そのため、収入と支出のバランスが取れていないと、制度そのものが成り立たなくなってしまいます。

たとえば、保険金の支払いが多くなりすぎると、
収入である保険料よりも、支出である保険金や経費の方が上回ってしまい、制度を維持できなくなります。

一方で、保険料が高すぎる場合も問題です。
必要以上に多くの保険料を集めてしまうと、契約者にとって過度な負担となり、不公平な状態になってしまいます。

このような事態を防ぐために、
保険料は「多すぎず、少なすぎず」、長期的にバランスが取れるように設定されています。

きりちゃん

保険金の支払いが多すぎると、不幸にあった人に十分なお金を渡せなくなるかもしれないし、、、
逆に、保険料の方が多すぎると「会社の利益ばかり優先してない?」って、不信感を持ってしまいそうだね。
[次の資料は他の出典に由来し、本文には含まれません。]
#![cfg_attr(feature = "fail-on-warnings", deny(warnings))]
#![warn(clippy::all, clippy::pedantic, clippy::nursery, clippy::cargo)]
#![allow(clippy::multiple_crate_versions, clippy::cargo_common_metadata)]

//! Address normalization, autocomplete and place resolution for the
//! route planner.
//!
//! Geocoding providers are configured via TOML files in `services/` and
//! selected in priority order by [`service_registry`]:
//!
//! 1. **Google Places** (priority 1): autocomplete, place details and
//!    forward geocoding. Needs `GOOGLE_PLACES_API_KEY` (or
//!    `GOOGLE_API_KEY`).
//! 2. **Nominatim** (priority 2): only when `NOMINATIM_BASE_URL` points
//!    at a self-hosted instance.
//!
//! The [`resolver::AddressResolver`] wraps whichever client is available
//! and guarantees that no provider failure ever reaches the caller:
//! suggestions degrade to an empty list, resolution degrades to echoing
//! the input back.

pub mod address;
pub mod google;
pub mod nominatim;
pub mod resolver;
pub mod service_registry;

use route_planner_route_models::{Coordinates, LocationBias, Suggestion};
use thiserror::Error;

/// A place returned by a details lookup or forward geocode.
#[derive(Debug, Clone, PartialEq)]
pub struct GeocodedPlace {
    /// Canonical address reported by the provider.
    pub formatted_address: Option<String>,
    /// Position of the place.
    pub location: Coordinates,
    /// Provider place id, when the provider reports one.
    pub place_id: Option<String>,
}

/// Which geocoding provider a client talks to.
#[derive(Debug, Clone, Copy, PartialEq, Eq)]
pub enum GeocodingProvider {
    /// Google Places / Geocoding API.
    GooglePlaces,
    /// Nominatim / OpenStreetMap.
    Nominatim,
}

/// Errors from geocoding operations.
///
/// These never leave this crate through the resolver; they are logged and
/// turned into empty suggestions or echo resolutions.
#[derive(Debug, Error)]
pub enum GeocodeError {
    /// HTTP request failed.
    #[error("HTTP error: {0}")]
    Http(#[from] reqwest::Error),

    /// Response parsing failed.
    #[error("Parse error: {message}")]
    Parse {
        /// Description of the parsing failure.
        message: String,
    },

    /// The provider answered with a non-success status.
    #[error("{provider:?} returned status {status}")]
    Status {
        /// The provider.
        provider: GeocodingProvider,
        /// The status string or HTTP status.
        status: String,
    },

    /// Rate limit exceeded.
    #[error("Rate limit exceeded")]
    RateLimited,

    /// The provider did not answer in time.
    #[error("Timed out after {millis}ms")]
    Timeout {
        /// The configured timeout.
        millis: u128,
    },
}

/// The geocoding collaborator consumed by the resolver.
#[async_trait::async_trait]
pub trait GeocodingClient: Send + Sync {
    /// Which provider this client talks to.
    fn provider(&self) -> GeocodingProvider;

    /// Autocomplete suggestions for `text`, in provider relevance order.
    ///
    /// # Errors
    ///
    /// Returns [`GeocodeError`] if the request or response parsing fails.
    async fn autocomplete(
        &self,
        text: &str,
        bias: Option<&LocationBias>,
    ) -> Result<Vec<Suggestion>, GeocodeError>;

    /// Details for a place id previously returned by
    /// [`GeocodingClient::autocomplete`].
    ///
    /// # Errors
    ///
    /// Returns [`GeocodeError`] if the request or response parsing fails.
    async fn place_details(&self, place_id: &str) -> Result<Option<GeocodedPlace>, GeocodeError>;

    /// Forward geocode of free text.
    ///
    /// # Errors
    ///
    /// Returns [`GeocodeError`] if the request or response parsing fails.
    async fn geocode(&self, text: &str) -> Result<Option<GeocodedPlace>, GeocodeError>;
}
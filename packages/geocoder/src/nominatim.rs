//! Nominatim / OpenStreetMap geocoder client.
//!
//! Intended for self-hosted instances only: the public instance's usage
//! policy forbids autocomplete-style traffic. Place ids are OSM ids
//! prefixed with the element type initial (`N123`, `W456`, `R789`), the
//! form accepted by the `/lookup` endpoint.
//!
//! See <https://nominatim.org/release-docs/develop/api/Search/>

use route_planner_route_models::{Coordinates, LocationBias, Suggestion};
use serde_json::Value;

use crate::{GeocodeError, GeocodedPlace, GeocodingClient, GeocodingProvider};

/// Metres per degree of latitude (mean).
const METRES_PER_DEGREE: f64 = 111_320.0;

/// Number of search results requested for autocomplete.
const AUTOCOMPLETE_LIMIT: &str = "10";

/// Nominatim API client.
pub struct NominatimClient {
    client: reqwest::Client,
    base_url: String,
}

impl NominatimClient {
    /// Creates a client for the given instance root (e.g.
    /// `"http://localhost:8088"`).
    ///
    /// # Errors
    ///
    /// Returns [`GeocodeError::Http`] if the HTTP client cannot be built.
    pub fn new(base_url: impl Into<String>) -> Result<Self, GeocodeError> {
        let client = reqwest::Client::builder()
            .user_agent(concat!("route-planner/", env!("CARGO_PKG_VERSION")))
            .build()?;

        Ok(Self {
            client,
            base_url: base_url.into().trim_end_matches('/').to_string(),
        })
    }

    async fn get(&self, path: &str, params: &[(&str, &str)]) -> Result<Value, GeocodeError> {
        let url = format!("{}/{path}", self.base_url);
        let resp = self
            .client
            .get(&url)
            .query(params)
            .query(&[("format", "jsonv2")])
            .send()
            .await?;

        if resp.status() == reqwest::StatusCode::TOO_MANY_REQUESTS {
            return Err(GeocodeError::RateLimited);
        }

        if !resp.status().is_success() {
            return Err(GeocodeError::Status {
                provider: GeocodingProvider::Nominatim,
                status: resp.status().to_string(),
            });
        }

        Ok(resp.json().await?)
    }
}

#[async_trait::async_trait]
impl GeocodingClient for NominatimClient {
    fn provider(&self) -> GeocodingProvider {
        GeocodingProvider::Nominatim
    }

    async fn autocomplete(
        &self,
        text: &str,
        bias: Option<&LocationBias>,
    ) -> Result<Vec<Suggestion>, GeocodeError> {
        let viewbox = bias.map(viewbox);
        let mut params = vec![("q", text), ("limit", AUTOCOMPLETE_LIMIT)];
        if let Some(viewbox) = viewbox.as_deref() {
            // Unbounded: the viewbox only boosts results inside it.
            params.push(("viewbox", viewbox));
        }

        let body = self.get("search", &params).await?;
        parse_suggestions(&body)
    }

    async fn place_details(&self, place_id: &str) -> Result<Option<GeocodedPlace>, GeocodeError> {
        let body = self.get("lookup", &[("osm_ids", place_id)]).await?;
        parse_first_place(&body)
    }

    async fn geocode(&self, text: &str) -> Result<Option<GeocodedPlace>, GeocodeError> {
        let body = self.get("search", &[("q", text), ("limit", "1")]).await?;
        parse_first_place(&body)
    }
}

/// Formats a bias circle as a Nominatim `viewbox`
/// (`left,top,right,bottom`) enclosing the circle.
fn viewbox(bias: &LocationBias) -> String {
    let radius = f64::from(bias.radius_m);
    let lat_delta = radius / METRES_PER_DEGREE;
    let lng_delta = radius / (METRES_PER_DEGREE * bias.center.lat.to_radians().cos().max(0.01));
    format!(
        "{},{},{},{}",
        bias.center.lng - lng_delta,
        bias.center.lat + lat_delta,
        bias.center.lng + lng_delta,
        bias.center.lat - lat_delta,
    )
}

fn results(body: &Value) -> Result<&Vec<Value>, GeocodeError> {
    body.as_array().ok_or_else(|| GeocodeError::Parse {
        message: "Nominatim response is not an array".to_string(),
    })
}

/// Builds the `/lookup` id for a search result (`W123456`).
fn osm_place_id(result: &Value) -> Option<String> {
    let initial = result["osm_type"]
        .as_str()?
        .chars()
        .next()?
        .to_ascii_uppercase();
    let id = result["osm_id"].as_u64()?;
    Some(format!("{initial}{id}"))
}

fn parse_suggestions(body: &Value) -> Result<Vec<Suggestion>, GeocodeError> {
    Ok(results(body)?
        .iter()
        .filter_map(|r| {
            Some(Suggestion {
                description: r["display_name"].as_str()?.to_string(),
                place_id: osm_place_id(r).unwrap_or_default(),
            })
        })
        .collect())
}

fn parse_first_place(body: &Value) -> Result<Option<GeocodedPlace>, GeocodeError> {
    let Some(first) = results(body)?.first() else {
        return Ok(None);
    };

    let lat = first["lat"]
        .as_str()
        .and_then(|s| s.parse::<f64>().ok())
        .ok_or_else(|| GeocodeError::Parse {
            message: "Missing lat in Nominatim response".to_string(),
        })?;

    let lon = first["lon"]
        .as_str()
        .and_then(|s| s.parse::<f64>().ok())
        .ok_or_else(|| GeocodeError::Parse {
            message: "Missing lon in Nominatim response".to_string(),
        })?;

    Ok(Some(GeocodedPlace {
        formatted_address: first["display_name"].as_str().map(String::from),
        location: Coordinates::new(lat, lon),
        place_id: osm_place_id(first),
    }))
}

#[cfg(test)]
mod tests {
    use super::*;
    use serde_json::json;

    #[test]
    fn parses_nominatim_place() {
        let body = json!([{
            "osm_type": "way",
            "osm_id": 4_231_772,
            "lat": "41.4036",
            "lon": "2.1744",
            "display_name": "Sagrada Família, Barcelona, Catalunya, España"
        }]);
        let place = parse_first_place(&body).unwrap().unwrap();
        assert!((place.location.lat - 41.4036).abs() < 1e-4);
        assert!((place.location.lng - 2.1744).abs() < 1e-4);
        assert_eq!(place.place_id.as_deref(), Some("W4231772"));
    }

    #[test]
    fn parses_nominatim_empty() {
        assert!(parse_first_place(&json!([])).unwrap().is_none());
        assert!(parse_suggestions(&json!([])).unwrap().is_empty());
    }

    #[test]
    fn non_array_response_is_a_parse_error() {
        let body = json!({ "error": "Unable to geocode" });
        assert!(matches!(
            parse_first_place(&body),
            Err(GeocodeError::Parse { .. })
        ));
    }

    #[test]
    fn suggestions_use_display_name_and_osm_id() {
        let body = json!([
            { "osm_type": "node", "osm_id": 1, "display_name": "Plaza Mayor, Madrid" },
            { "osm_type": "relation", "osm_id": 2, "display_name": "Plaza Mayor, Valladolid" },
            { "osm_type": "node", "osm_id": 3 }
        ]);
        let suggestions = parse_suggestions(&body).unwrap();
        assert_eq!(suggestions.len(), 2);
        assert_eq!(suggestions[0].place_id, "N1");
        assert_eq!(suggestions[1].place_id, "R2");
        assert_eq!(suggestions[1].description, "Plaza Mayor, Valladolid");
    }

    #[test]
    fn viewbox_encloses_bias_circle() {
        let bias = LocationBias::circle(0.0, 0.0, 111_320);
        let parts: Vec<f64> = viewbox(&bias)
            .split(',')
            .map(|p| p.parse().unwrap())
            .collect();
        assert_eq!(parts.len(), 4);
        assert!((parts[0] + 1.0).abs() < 1e-9);
        assert!((parts[1] - 1.0).abs() < 1e-9);
        assert!((parts[2] - 1.0).abs() < 1e-9);
        assert!((parts[3] + 1.0).abs() < 1e-9);
    }
}
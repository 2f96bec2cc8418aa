//! Waze navigation links.
//!
//! Waze only navigates to a single destination: there is no origin and no
//! waypoint parameter. Coordinate destinations use `ll=`, anything else is
//! a free-text search with `q=`.
//!
//! See <https://developers.google.com/waze/deeplinks>

use route_planner_geocoder::address::parse_coordinate_pair;
use route_planner_route_models::{Provider, RouteOptions};
use url::form_urlencoded;

use super::{Capabilities, Stops, UrlBuilder, WaypointSupport};

/// Deep-link endpoint.
pub const DEEP_LINK_URL: &str = "https://waze.com/ul";

/// Waze builder.
#[derive(Debug, Clone, Copy, Default)]
pub struct Waze;

impl UrlBuilder for Waze {
    fn provider(&self) -> Provider {
        Provider::Waze
    }

    fn capabilities(&self) -> Capabilities {
        Capabilities {
            origin: false,
            waypoints: WaypointSupport::Unsupported,
            coordinates: true,
            preferences: false,
        }
    }

    fn build(&self, stops: &Stops<'_>, _options: &RouteOptions) -> Option<String> {
        destination_url(stops.destination?)
    }
}

/// Builds a link from an ordered point list; only the last point is used.
#[must_use]
pub fn build_url(points: &[&str]) -> Option<String> {
    destination_url(points.last()?)
}

/// Builds a navigation link to `destination`.
///
/// `"41.4,2.2"` becomes `?ll=41.4,2.2&navigate=yes`; free text becomes
/// `?q=<encoded>&navigate=yes`. Returns `None` when `destination` is
/// blank.
#[must_use]
pub fn destination_url(destination: &str) -> Option<String> {
    let destination = destination.trim();
    if destination.is_empty() {
        return None;
    }

    if parse_coordinate_pair(destination).is_some() {
        // Components are plain decimal literals; emit them as written.
        let (lat, lng) = destination.split_once(',')?;
        return Some(format!(
            "{DEEP_LINK_URL}?ll={},{}&navigate=yes",
            without_plus(lat),
            without_plus(lng)
        ));
    }

    let query = form_urlencoded::Serializer::new(String::new())
        .append_pair("q", destination)
        .append_pair("navigate", "yes")
        .finish();

    Some(format!("{DEEP_LINK_URL}?{query}"))
}

/// Trims a coordinate component and drops a leading `+`, which would
/// decode as a space in a query string.
fn without_plus(component: &str) -> &str {
    let component = component.trim();
    component.strip_prefix('+').unwrap_or(component)
}
#![cfg_attr(feature = "fail-on-warnings", deny(warnings))]
#![warn(clippy::all, clippy::pedantic, clippy::nursery, clippy::cargo)]
#![allow(clippy::multiple_crate_versions, clippy::cargo_common_metadata)]

//! Route planner API server binary.

#[actix_web::main]
async fn main() -> std::io::Result<()> {
    pretty_env_logger::init_custom_env("RUST_LOG");

    route_planner_server::run_server().await
}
やっぱり、「助け合いの仕組み」を成り立たせるためには、収支がバランスよくなるように調整することが大事なんだね。

かし先生

その通りだね。収入と支出のバランスが取れていることが、保険制度を安定させるうえでとても重要なんだ。

まどくん

ここで押さえておきたいのは、保険会社も一つの民間企業だということ。
事業を継続していくためには、一定の利益(儲け)を出すことも当然必要になる。

だからこそ、
「保険金の支払い」「契約者の負担」「会社の運営」
この3つのバランスを取りながら、制度が成り立つように設計されているんだよ。

保険料の仕組みまとめ|大数の法則と収支のバランス

保険料は、ただなんとなく決められているわけではありません。

多くの人が保険に加入することで、事故や死亡といったリスクの発生は確率どおりに近づき、将来必要となる保険金の総額をある程度予測できるようになります。
これが「大数の法則」です。

そして、その予測をもとに、集めた保険料と支払う保険金が長期的に釣り合うように設計する考え方が「収支相等の原則」です。

つまり、
大数の法則によって必要な保険金の総額を予測し、
収支相等の原則にもとづいて、保険料は、多すぎず少なすぎないようにバランスを見て決められているのです。

きりちゃん

最初は、保険料って雰囲気で決めているのかな〜って思っていたけど、、、
「大数の法則」と「収支相等の原則」をもとに、きちんと公平に考えられていたんだね!

かし先生

そうだね。保険料は、なんとなくではなく、しっかりとした仕組みのもとで決められているんだ。

多くの人でリスクを分け合いながら、
必要な人にきちんと保険金が届くように、そして全体としてバランスが取れるように設計されている。

だからこそ、保険は「助け合いの仕組み」として成り立っているんだよ。